B.A.D. CATS. “Pilot episode.” ABC-TV, 90m, 4 January 1980. (Season 1, Episode 1). Asher Brauner (Officer Nick Donovan), Steve Hanks (Officer Ocee James), Michelle Pfeiffer (Samantha ‘Sunshine’ Jensen), Vic Morrow (Capt. Eugene Nathan). Guest cast: LaWanda Page, Jimmie Walker, Charles Cioffi. Producer: Aaron Spelling.

   According to Wikipedia, the acronym B.A.D Cats stood for “Burglary Auto Detail, Commercial Auto Thefts.” Now that’s nice to know, since after watching this pilot episode, I couldn’t have told you. I might have missed it, but other hand, I was deliberately looking and listening, and I really don’t think it ever came up.

   But I admit I may have snoozed off. This is a TV show that makes you wonder why some shows ever manage get on the air. It is Not Very Good. It lasted six episodes before being deep-sixed, with four more ready to go and never aired.

   It is a wonder, though, that with very young Michelle Pfeiffer in it as the handy girl around the office, answering phones and looking pretty and the like, that no one has come out with an official set of DVDs for the series. Perhaps she has a good lawyer.

   This first episode has to do with a gang of crooks trying to smuggle a fortune of gold out of the country, and do to so they come up with a plan that involves faking the cops out by stealing a fleet of high-priced automobiles and shipping them overseas, while they are really…

   The fact that Jimmie Walker is in this as an inveterate car thief tells you right away that the story is played as much for laughs as anything else, along with one of the two stars’ infatuation with a water bed, with a worried downstairs lady neighbor who thinks the floor will give way. I don’t think it gives anything away to say that it does, to the hilarity of all.

   What should you expect to see otherwise? Lots of long car chases, that you bet your bottom dollar on. The last one I will concede is a doozy, but I should also warn you that it takes a long time to get there.

“Galahad.” An episode of Front Page Detective, Dumont, 1951-53. Actual date of this episode unknown, perhaps the pilot for the series. Edmund Lowe, with (possibly) Emory Parnell, Frank Jenks, Helen Brown, John Phillips.

   The only member of the cast that I recognized, other than Edmund Lowe, was Frank Jenks. The credits were clipped on the DVD I watched this from, so I’m relying on IMDb until proven otherwise.

   I have no idea what persuaded Lowe to come out of a long hiatus from movie-making to star in this bare-bones budget of a TV series.

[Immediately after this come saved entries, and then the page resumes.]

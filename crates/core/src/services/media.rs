//! Media file operations: upload batches, deletion, descriptions and
//! raw file serving.
//!
//! Files live under one directory per owner id. Uploaded files never keep
//! their client-supplied names; each accepted payload is stored under a
//! generated opaque filename. HEIC images are converted to JPEG on the way
//! in, and videos get a derived JPEG thumbnail in the shared thumbnail
//! directory.

use std::path::{Path, PathBuf};
use std::sync::Arc;

use serde::Serialize;
use tracing::{info, warn};

use galerie_common::media_kind::{extension_of, mime_type_of};
use galerie_common::{AppError, AppResult, IdGenerator, MediaConfig, MediaKind};
use galerie_db::entities::user;
use galerie_db::repositories::SharedAccessRepository;

use super::codec::MediaCodec;
use super::metadata::MetadataStore;

/// One file in an upload batch.
pub struct FilePayload {
    /// Client-supplied name, used only for its extension.
    pub filename: String,
    pub bytes: Vec<u8>,
}

/// An upload request: a batch of payloads plus an optional album choice.
#[derive(Default)]
pub struct UploadInput {
    /// Existing album title selected for the batch.
    pub album: Option<String>,
    /// Newly coined album title; wins over `album` when both are given.
    pub new_album: Option<String>,
    pub files: Vec<FilePayload>,
}

impl UploadInput {
    fn effective_album(&self) -> Option<&str> {
        fn pick(s: &Option<String>) -> Option<&str> {
            s.as_deref().map(str::trim).filter(|t| !t.is_empty())
        }
        pick(&self.new_album).or_else(|| pick(&self.album))
    }
}

/// A payload accepted by an upload, under its generated filename.
#[derive(Debug, Clone, Serialize)]
pub struct SavedFile {
    pub filename: String,
    pub kind: MediaKind,
}

/// Result of an upload batch. Partial success is the normal outcome:
/// disallowed or undecodable payloads land in `skipped` under their
/// original names.
#[derive(Debug, Default, Serialize)]
pub struct UploadOutcome {
    pub saved: Vec<SavedFile>,
    pub skipped: Vec<String>,
}

/// Service for media file operations.
#[derive(Clone)]
pub struct MediaService {
    share_repo: SharedAccessRepository,
    store: MetadataStore,
    codec: Arc<dyn MediaCodec>,
    id_gen: IdGenerator,
    media: MediaConfig,
}

impl MediaService {
    pub fn new(
        share_repo: SharedAccessRepository,
        store: MetadataStore,
        codec: Arc<dyn MediaCodec>,
        id_gen: IdGenerator,
        media: MediaConfig,
    ) -> Self {
        Self {
            share_repo,
            store,
            codec,
            id_gen,
            media,
        }
    }

    /// Directory holding an owner's media files.
    #[must_use]
    pub fn user_dir(&self, owner_id: &str) -> PathBuf {
        self.media.upload_dir.join(owner_id)
    }

    /// Upload a batch of files into `owner_id`'s gallery.
    ///
    /// Uploading into someone else's gallery requires a grant from that
    /// owner with `can_upload` set; the grant's alias is then used in the
    /// seeded upload comment. All accepted files are registered in the
    /// metadata documents in one update at the end of the batch.
    pub async fn upload(
        &self,
        actor: &user::Model,
        owner_id: &str,
        input: UploadInput,
    ) -> AppResult<UploadOutcome> {
        let alias = self.contributor_alias(actor, owner_id).await?;

        let dir = self.user_dir(owner_id);
        tokio::fs::create_dir_all(&dir)
            .await
            .map_err(|e| internal_io(&dir, &e))?;

        let album = input.effective_album().map(str::to_string);
        let mut saved = Vec::new();
        let mut skipped = Vec::new();

        for payload in &input.files {
            match self.save_one(&dir, payload).await? {
                Some(file) => saved.push(file),
                None => skipped.push(payload.filename.clone()),
            }
        }

        if !saved.is_empty() {
            let names: Vec<String> = saved.iter().map(|f| f.filename.clone()).collect();
            self.store
                .update(move |docs| {
                    for name in &names {
                        docs.register_upload(name, album.as_deref(), &alias);
                    }
                    Ok(())
                })
                .await?;
        }

        info!(
            owner_id,
            actor_id = %actor.id,
            saved = saved.len(),
            skipped = skipped.len(),
            "upload batch processed"
        );

        Ok(UploadOutcome { saved, skipped })
    }

    /// Delete a file from the owner's own gallery, along with any cached
    /// thumbnail and all four metadata entries.
    ///
    /// Deleting a filename that does not exist on disk fails without
    /// touching the metadata documents.
    pub async fn delete(&self, owner: &user::Model, filename: &str) -> AppResult<()> {
        validate_filename(filename)?;

        let path = self.user_dir(&owner.id).join(filename);
        match tokio::fs::remove_file(&path).await {
            Ok(()) => {}
            Err(e) if e.kind() == std::io::ErrorKind::NotFound => {
                return Err(AppError::FileNotFound(filename.to_string()));
            }
            Err(e) => return Err(internal_io(&path, &e)),
        }

        if MediaKind::from_filename(filename) == Some(MediaKind::Video) {
            if let Some((stem, _)) = filename.rsplit_once('.') {
                let thumb = self.media.thumbnail_dir.join(format!("{stem}.jpg"));
                if let Err(e) = tokio::fs::remove_file(&thumb).await {
                    if e.kind() != std::io::ErrorKind::NotFound {
                        warn!(path = %thumb.display(), error = %e, "thumbnail removal failed");
                    }
                }
            }
        }

        self.store
            .update(|docs| {
                docs.remove_file(filename);
                Ok(())
            })
            .await?;

        info!(owner_id = %owner.id, filename, "media deleted");
        Ok(())
    }

    /// Set the description of a file in the owner's own gallery.
    pub async fn set_description(
        &self,
        owner: &user::Model,
        filename: &str,
        text: &str,
    ) -> AppResult<()> {
        validate_filename(filename)?;
        self.ensure_exists(&owner.id, filename).await?;

        let text = text.trim().to_string();
        self.store
            .update(move |docs| {
                if docs.description_of(filename) != text {
                    docs.descriptions_mut().insert(filename.to_string(), text);
                }
                Ok(())
            })
            .await
    }

    /// Read a media file's bytes and MIME type for serving.
    pub async fn read_media(
        &self,
        owner_id: &str,
        filename: &str,
    ) -> AppResult<(Vec<u8>, &'static str)> {
        validate_filename(filename)?;
        let path = self.user_dir(owner_id).join(filename);
        read_file(&path, filename).await
    }

    /// Read a cached thumbnail's bytes and MIME type for serving.
    pub async fn read_thumbnail(&self, filename: &str) -> AppResult<(Vec<u8>, &'static str)> {
        validate_filename(filename)?;
        let path = self.media.thumbnail_dir.join(filename);
        read_file(&path, filename).await
    }

    /// Resolve the display alias for a contribution into `owner_id`'s
    /// gallery, enforcing the upload capability for delegates.
    async fn contributor_alias(&self, actor: &user::Model, owner_id: &str) -> AppResult<String> {
        if actor.id == owner_id {
            return Ok(actor.username.clone());
        }

        let grant = self
            .share_repo
            .find_by_pair(owner_id, &actor.id)
            .await?
            .ok_or_else(|| AppError::Forbidden("No access to this gallery".to_string()))?;

        if !grant.can_upload {
            return Err(AppError::Forbidden(
                "Uploads are not permitted for this gallery".to_string(),
            ));
        }

        Ok(grant.alias)
    }

    /// Store one payload, returning `None` when it is skipped (disallowed
    /// extension, or a HEIC that failed to convert).
    async fn save_one(&self, dir: &Path, payload: &FilePayload) -> AppResult<Option<SavedFile>> {
        let Some(ext) = extension_of(&payload.filename) else {
            warn!(filename = %payload.filename, "skipping file without extension");
            return Ok(None);
        };
        let Some(kind) = MediaKind::from_extension(&ext) else {
            warn!(filename = %payload.filename, "skipping disallowed extension");
            return Ok(None);
        };

        let file = if ext == "heic" {
            let filename = self.id_gen.generate_media_filename("jpg");
            let dest = dir.join(&filename);
            let staging = dir.join(format!("{filename}.heic"));

            tokio::fs::write(&staging, &payload.bytes)
                .await
                .map_err(|e| internal_io(&staging, &e))?;
            let converted = self.codec.heic_to_jpeg(&staging, &dest).await;
            let _ = tokio::fs::remove_file(&staging).await;

            if let Err(e) = converted {
                warn!(filename = %payload.filename, error = %e, "heic conversion failed, skipping");
                let _ = tokio::fs::remove_file(&dest).await;
                return Ok(None);
            }

            SavedFile { filename, kind }
        } else {
            let filename = self.id_gen.generate_media_filename(&ext);
            let dest = dir.join(&filename);
            tokio::fs::write(&dest, &payload.bytes)
                .await
                .map_err(|e| internal_io(&dest, &e))?;
            SavedFile { filename, kind }
        };

        if file.kind == MediaKind::Video {
            // The video stays even when its thumbnail cannot be produced.
            if let Err(e) = self.generate_thumbnail(dir, &file.filename).await {
                warn!(filename = %file.filename, error = %e, "thumbnail generation failed");
            }
        }

        Ok(Some(file))
    }

    /// Produce the JPEG thumbnail for a stored video: a frame from the
    /// temporal midpoint (0.1s for sub-second clips), scaled to the
    /// configured width.
    async fn generate_thumbnail(&self, dir: &Path, filename: &str) -> AppResult<()> {
        let source = dir.join(filename);

        let duration = self.codec.video_duration_secs(&source).await?;
        let at = if duration <= 1.0 { 0.1 } else { duration / 2.0 };
        let frame = self.codec.extract_frame(&source, at).await?;

        let width = self.media.thumbnail_width;
        let jpeg = tokio::task::spawn_blocking(move || encode_thumbnail(&frame, width))
            .await
            .map_err(|e| AppError::Internal(format!("thumbnail task: {e}")))??;

        tokio::fs::create_dir_all(&self.media.thumbnail_dir)
            .await
            .map_err(|e| internal_io(&self.media.thumbnail_dir, &e))?;

        let stem = filename.rsplit_once('.').map_or(filename, |(s, _)| s);
        let dest = self.media.thumbnail_dir.join(format!("{stem}.jpg"));
        tokio::fs::write(&dest, &jpeg)
            .await
            .map_err(|e| internal_io(&dest, &e))?;

        Ok(())
    }

    async fn ensure_exists(&self, owner_id: &str, filename: &str) -> AppResult<()> {
        ensure_media_exists(&self.media, owner_id, filename).await
    }
}

/// Fail with not-found unless the file is present in the owner's
/// directory.
pub(crate) async fn ensure_media_exists(
    media: &MediaConfig,
    owner_id: &str,
    filename: &str,
) -> AppResult<()> {
    let path = media.upload_dir.join(owner_id).join(filename);
    let exists = tokio::fs::try_exists(&path)
        .await
        .map_err(|e| internal_io(&path, &e))?;
    if exists {
        Ok(())
    } else {
        Err(AppError::FileNotFound(filename.to_string()))
    }
}

/// Reject anything that could escape the owner's directory. Stored
/// filenames are generated, so a legitimate request never trips this.
pub(crate) fn validate_filename(filename: &str) -> AppResult<()> {
    if filename.is_empty()
        || filename.contains('/')
        || filename.contains('\\')
        || filename.contains("..")
    {
        return Err(AppError::BadRequest("Invalid filename".to_string()));
    }
    Ok(())
}

#[allow(clippy::cast_possible_truncation, clippy::cast_sign_loss)]
fn encode_thumbnail(frame: &[u8], width: u32) -> AppResult<Vec<u8>> {
    let img = image::load_from_memory(frame)
        .map_err(|e| AppError::Codec(format!("frame decode: {e}")))?;

    let scale = f64::from(width) / f64::from(img.width().max(1));
    let height = (f64::from(img.height()) * scale).round().max(1.0) as u32;
    let thumb = img.resize_exact(width, height, image::imageops::FilterType::Lanczos3);

    let mut out = std::io::Cursor::new(Vec::new());
    image::DynamicImage::ImageRgb8(thumb.to_rgb8())
        .write_to(&mut out, image::ImageFormat::Jpeg)
        .map_err(|e| AppError::Codec(format!("thumbnail encode: {e}")))?;
    Ok(out.into_inner())
}

async fn read_file(path: &Path, filename: &str) -> AppResult<(Vec<u8>, &'static str)> {
    match tokio::fs::read(path).await {
        Ok(bytes) => Ok((bytes, mime_type_of(filename))),
        Err(e) if e.kind() == std::io::ErrorKind::NotFound => {
            Err(AppError::FileNotFound(filename.to_string()))
        }
        Err(e) => Err(internal_io(path, &e)),
    }
}

fn internal_io(path: &Path, e: &std::io::Error) -> AppError {
    AppError::Internal(format!("{}: {e}", path.display()))
}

Between 1945 and this series, he was in one movie in 1948 and nothing more. It is possible that the show I watched was trimmed here and there. Quite often the transitions between scenes seemed to skip over parts of the story.

   Which may have been a good one. It is hard to tell from what I saw of it. Lowe plays a newspaper reporter named David Chase in this series, and in this episode he gets mixed up with an heiress who wishes to marry the brother of her deceased husband, against the wishes of the rest of his family, and a former photographer for Chase’s paper who has blackmail on his mind.

   The rest is a muddle, and a mystery to me, though not the one they intended, I’m sure.

Note:   Mike Nevins had more to say about the series itself in his column for this blog back in September 2012.

LAWRENCE GOLDMAN – Black Fire. Ace Double D-170, paperback original, 1956. Published back-to-back with Flight by Night, by Day Keene.

   I purchased this last weekend in the Old Book Store in Morristown, NJ, a Mecca of sorts for lovers of old books and magazines up and down the East Coast. The shop is clean and well-organized, and the books are priced so that books move out almost as fast as they come in. Used bookstores such as this one are an endangered species. If there’s one near you, by all means, give them all the support you can. That is to say, buy books from them even if you already own more books than you can possibly read in one lifetime.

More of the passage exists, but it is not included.